The first problem is people’s tendency to justify their success in a logical sense. For some obscure reason beyond my understanding, people seem to be very repulsed towards the word luck, despite that fact that luck plays a major role in success. So most people who are successful, tend to find logical explanation to their success in a form of morning rituals, daily habits, and reflection on past events. It’s because Bezos wakes up at 3AM, he is successful. I see the same bucket list of reflections on past events: build a product in market that has something missing; invest in marketing; etc. It’s good all, but you also need shit tons of luck. On the other hand, if you build a framework for success, you can always find customers. There is a reason why people who sell courses on Entrepreneurship, make most of their money from the courses and not their entrepreneurship endeavors (which in best case scenario are average SMBs2, and worst case scenario never made any money).

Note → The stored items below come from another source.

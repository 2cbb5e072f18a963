use std::f32::consts::TAU;

use super::Synth;
use crate::audio::filter::{OnePole, OnePoleMode};
use crate::audio::instrument::param;
use crate::audio::oscillator::{Noise, Phase, waveform};
use crate::audio::{InstrumentSettings, InstrumentType, Wave};

/// MIDI 60; drum tuning is relative to this.
const MIDDLE_C: f32 = 261.625_58;
/// Square-wave cluster behind the hat and cymbal, Hz.
const METAL: [f32; 6] = [205.3, 304.4, 369.6, 522.7, 540.0, 800.0];

#[derive(Debug, Clone, Copy)]
struct DrumParams {
    pitch_start: f32,
    pitch_end: f32,
    pitch_decay: f32,
    click: f32,
    noise: f32,
    open: bool,
}

impl DrumParams {
    fn resolve(kind: InstrumentType, settings: &InstrumentSettings) -> Self {
        let (start, end, decay, click, noise) = match kind {
            InstrumentType::Kick => (150.0, 45.0, 0.05, 0.4, 0.0),
            InstrumentType::Snare => (220.0, 180.0, 0.03, 0.0, 0.65),
            InstrumentType::HiHat => (0.0, 0.0, 0.01, 0.0, 0.4),
            InstrumentType::Clap => (0.0, 0.0, 0.01, 0.0, 1.0),
            InstrumentType::Tom => (180.0, 110.0, 0.12, 0.0, 0.1),
            InstrumentType::Cymbal => (0.0, 0.0, 0.01, 0.0, 0.5),
            InstrumentType::Shaker => (0.0, 0.0, 0.01, 0.0, 1.0),
            _ => (1700.0, 1600.0, 0.01, 0.6, 0.2),
        };
        Self {
            pitch_start: param(settings.pitch_start, start, 0.0, 20_000.0),
            pitch_end: param(settings.pitch_end, end, 0.0, 20_000.0),
            pitch_decay: param(settings.pitch_decay, decay, 0.001, 2.0),
            click: param(settings.click, click, 0.0, 1.0),
            noise: param(settings.noise, noise, 0.0, 1.0),
            open: settings.open.unwrap_or(false),
        }
    }
}

/// Every percussive type: a swept sine body, shaped noise and metallic
/// partials, combined per kind.
#[derive(Debug, Clone)]
pub struct Drum {
    kind: InstrumentType,
    sample_rate: f32,
    params: DrumParams,
    noise: Noise,
    body: Phase,
    overtone: Phase,
    metal: [Phase; 6],
    high_pass: OnePole,
    low_pass: OnePole,
    elapsed: u32,
}

impl Drum {
    pub fn new(
        kind: InstrumentType,
        settings: &InstrumentSettings,
        sample_rate: f32,
        seed: u64,
    ) -> Self {
        let (high, low) = match kind {
            InstrumentType::Snare => (1500.0, 12_000.0),
            InstrumentType::HiHat => (7000.0, 16_000.0),
            InstrumentType::Clap => (900.0, 2800.0),
            InstrumentType::Cymbal | InstrumentType::Shaker => (5000.0, 16_000.0),
            InstrumentType::Rimshot => (3000.0, 12_000.0),
            _ => (200.0, 8000.0),
        };
        Self {
            kind,
            sample_rate,
            params: DrumParams::resolve(kind, settings),
            noise: Noise::new(seed),
            body: Phase::default(),
            overtone: Phase::default(),
            metal: [Phase::default(); 6],
            high_pass: OnePole::new(OnePoleMode::HighPass, high, sample_rate),
            low_pass: OnePole::new(OnePoleMode::LowPass, low, sample_rate),
            elapsed: 0,
        }
    }

    fn sweep(&self, t: f32) -> f32 {
        let p = &self.params;
        p.pitch_end + (p.pitch_start - p.pitch_end) * (-t / p.pitch_decay).exp()
    }

    fn metallic(&mut self, ratio: f32) -> f32 {
        let sr = self.sample_rate;
        let sum: f32 = self
            .metal
            .iter_mut()
            .zip(METAL)
            .map(|(phase, f)| waveform(Wave::Square, phase.advance(f * ratio, sr)))
            .sum();
        sum / METAL.len() as f32
    }

    fn sine(phase: &mut Phase, freq: f32, sample_rate: f32) -> f32 {
        (TAU * phase.advance(freq, sample_rate)).sin()
    }
}

impl Synth for Drum {
    fn note_on(&mut self, _freq: f32) {
        // Each hit is a fresh transient.
        self.elapsed = 0;
        self.body.reset();
        self.overtone.reset();
        self.metal.iter_mut().for_each(Phase::reset);
        self.high_pass.reset();
        self.low_pass.reset();
    }

    fn next_sample(&mut self, freq: f32, _cutoff_scale: f32) -> f32 {
        let sr = self.sample_rate;
        let ratio = if freq.is_finite() && freq > 0.0 {
            freq / MIDDLE_C
        } else {
            1.0
        };
        let t = self.elapsed as f32 / sr;
        self.elapsed = self.elapsed.saturating_add(1);
        let p = self.params;

        match self.kind {
            InstrumentType::Kick => {
                // Second, faster stage gives the initial thump its snap.
                let f = (self.sweep(t) + p.pitch_start * (-t / 0.004).exp()) * ratio;
                let body = Self::sine(&mut self.body, f, sr);
                let click = (Self::sine(&mut self.overtone, 3200.0 * ratio, sr) * 0.5
                    + self.noise.next() * 0.5)
                    * (-t / 0.0015).exp()
                    * p.click;
                body + click
            }
            InstrumentType::Snare => {
                let f = self.sweep(t) * ratio;
                let body = Self::sine(&mut self.body, f, sr) * (-t / 0.1).exp();
                let n = self.noise.next();
                let wires = self.high_pass.process(n) * (-t / 0.15).exp();
                body * (1.0 - 0.5 * p.noise) + wires * p.noise
            }
            InstrumentType::HiHat => {
                let metal = self.metallic(ratio);
                let n = self.noise.next();
                let decay = if p.open { 0.35 } else { 0.05 };
                let mixed = metal * (1.0 - p.noise) + n * p.noise;
                self.high_pass.process(mixed) * (-t / decay).exp()
            }
            InstrumentType::Clap => {
                let n = self.noise.next();
                let band = self.low_pass.process(self.high_pass.process(n));
                let bursts: f32 = (0..3)
                    .map(|k| k as f32 * 0.01)
                    .filter(|start| t >= *start)
                    .map(|start| (-(t - start) / 0.004).exp())
                    .sum();
                let tail = if t >= 0.03 {
                    0.7 * (-(t - 0.03) / 0.12).exp()
                } else {
                    0.0
                };
                band * (bursts + tail) * 2.0 * p.noise
            }
            InstrumentType::Tom => {
                let f = self.sweep(t) * ratio;
                let body = Self::sine(&mut self.body, f, sr);
                let n = self.low_pass.process(self.noise.next());
                body + n * p.noise * (-t / 0.02).exp()
            }
            InstrumentType::Cymbal => {
                let metal = self.metallic(ratio * 1.5);
                let n = self.noise.next();
                let mixed = metal * (1.0 - p.noise) + n * p.noise;
                self.high_pass.process(mixed) * (-t / 1.2).exp()
            }
            InstrumentType::Shaker => {
                let n = self.high_pass.process(self.noise.next());
                let wobble = 0.75 + 0.25 * Self::sine(&mut self.body, 18.0, sr);
                n * wobble * (-t / 0.06).exp() * p.noise
            }
            _ => {
                let f = self.sweep(t) * ratio;
                let body = Self::sine(&mut self.body, f, sr) * (-t / 0.012).exp()
                    + Self::sine(&mut self.overtone, 455.0 * ratio, sr) * 0.5 * (-t / 0.02).exp();
                let n = self.noise.next();
                let click = n * (-t / 0.001).exp() * p.click;
                let rattle = self.high_pass.process(n) * p.noise * (-t / 0.02).exp();
                body + click + rattle
            }
        }
    }

    fn update_settings(&mut self, settings: &InstrumentSettings) {
        self.params = DrumParams::resolve(self.kind, settings);
    }
}
use crate::Result;
use crate::build_file;
use crate::cli::args::RequestArgs;

/// Writes GNUmakefile into an existing app directory
#[derive(Debug, clap::Args)]
pub struct Makefile {
    /// Print the makefile instead of writing it
    #[clap(long)]
    stdout: bool,
    #[clap(flatten)]
    pub(super) request: RequestArgs,
}

impl Makefile {
    pub fn run(&self) -> Result<()> {
        let req = self.request.request()?;
        if self.stdout {
            print!("{}", build_file::render(&req));
            return Ok(());
        }
        let path = build_file::write(&req)?;
        println!("Created {}", path.display());
        Ok(())
    }
}
use crate::Result;
use crate::cli::args::RequestArgs;
use crate::diagnostics::LogSink;
use crate::{build_file, options_file};

/// Creates the app directory and writes GNUmakefile and template.inputs
#[derive(Debug, clap::Args)]
#[clap(visible_alias = "new")]
pub struct Setup {
    #[clap(flatten)]
    pub(super) request: RequestArgs,
}

impl Setup {
    pub fn run(&self) -> Result<()> {
        let req = self.request.request()?;
        let app_dir = req.app_dir();
        if !app_dir.exists() {
            xx::file::mkdirp(&app_dir)?;
            debug!("created {}", xx::file::display_path(&app_dir));
        }

        let makefile = build_file::write(&req)?;
        println!("Created {}", makefile.display());
        let inputs = options_file::write(&req, &LogSink)?;
        println!("Created {}", inputs.display());

        Ok(())
    }
}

The second problem is that even if one could come up with a bucket list of step-by-step instructions for building a successful business, the chance to replicate it is close to zero. People are not machines, despite the fact that AI evangelists wants you to believe that we are, and hence they can replicate our brain with “the most likely next character in sequence” type of algorithm. I digress. People are unpredictable, they have cultural differences, moral values (or lack thereof), and world views (which nowadays mostly influenced by TikTok, rather than critical thinking). And so when you see a “plan to succeed in business” and you try to replicate it, you will, inevitably, encounter humans (unless you found a way to sell to machines — in that case, kudos to you). Hence, your success rate is mostly random.
All this “guessing” game is equal to me having a good run in the casino, so I decide to come up with a “Here are the top 5 things I did in order to break the bank: number 5 will shock you!” article.
I can go back and say that you need to gamble invest your money in roulette, put everything on 13th 3 times in a row, then skip one session, drink a cocktail and pass out.
Because hey!
It worked for me!
Despite the fact that roulette has a 48% success rate no matter what you do.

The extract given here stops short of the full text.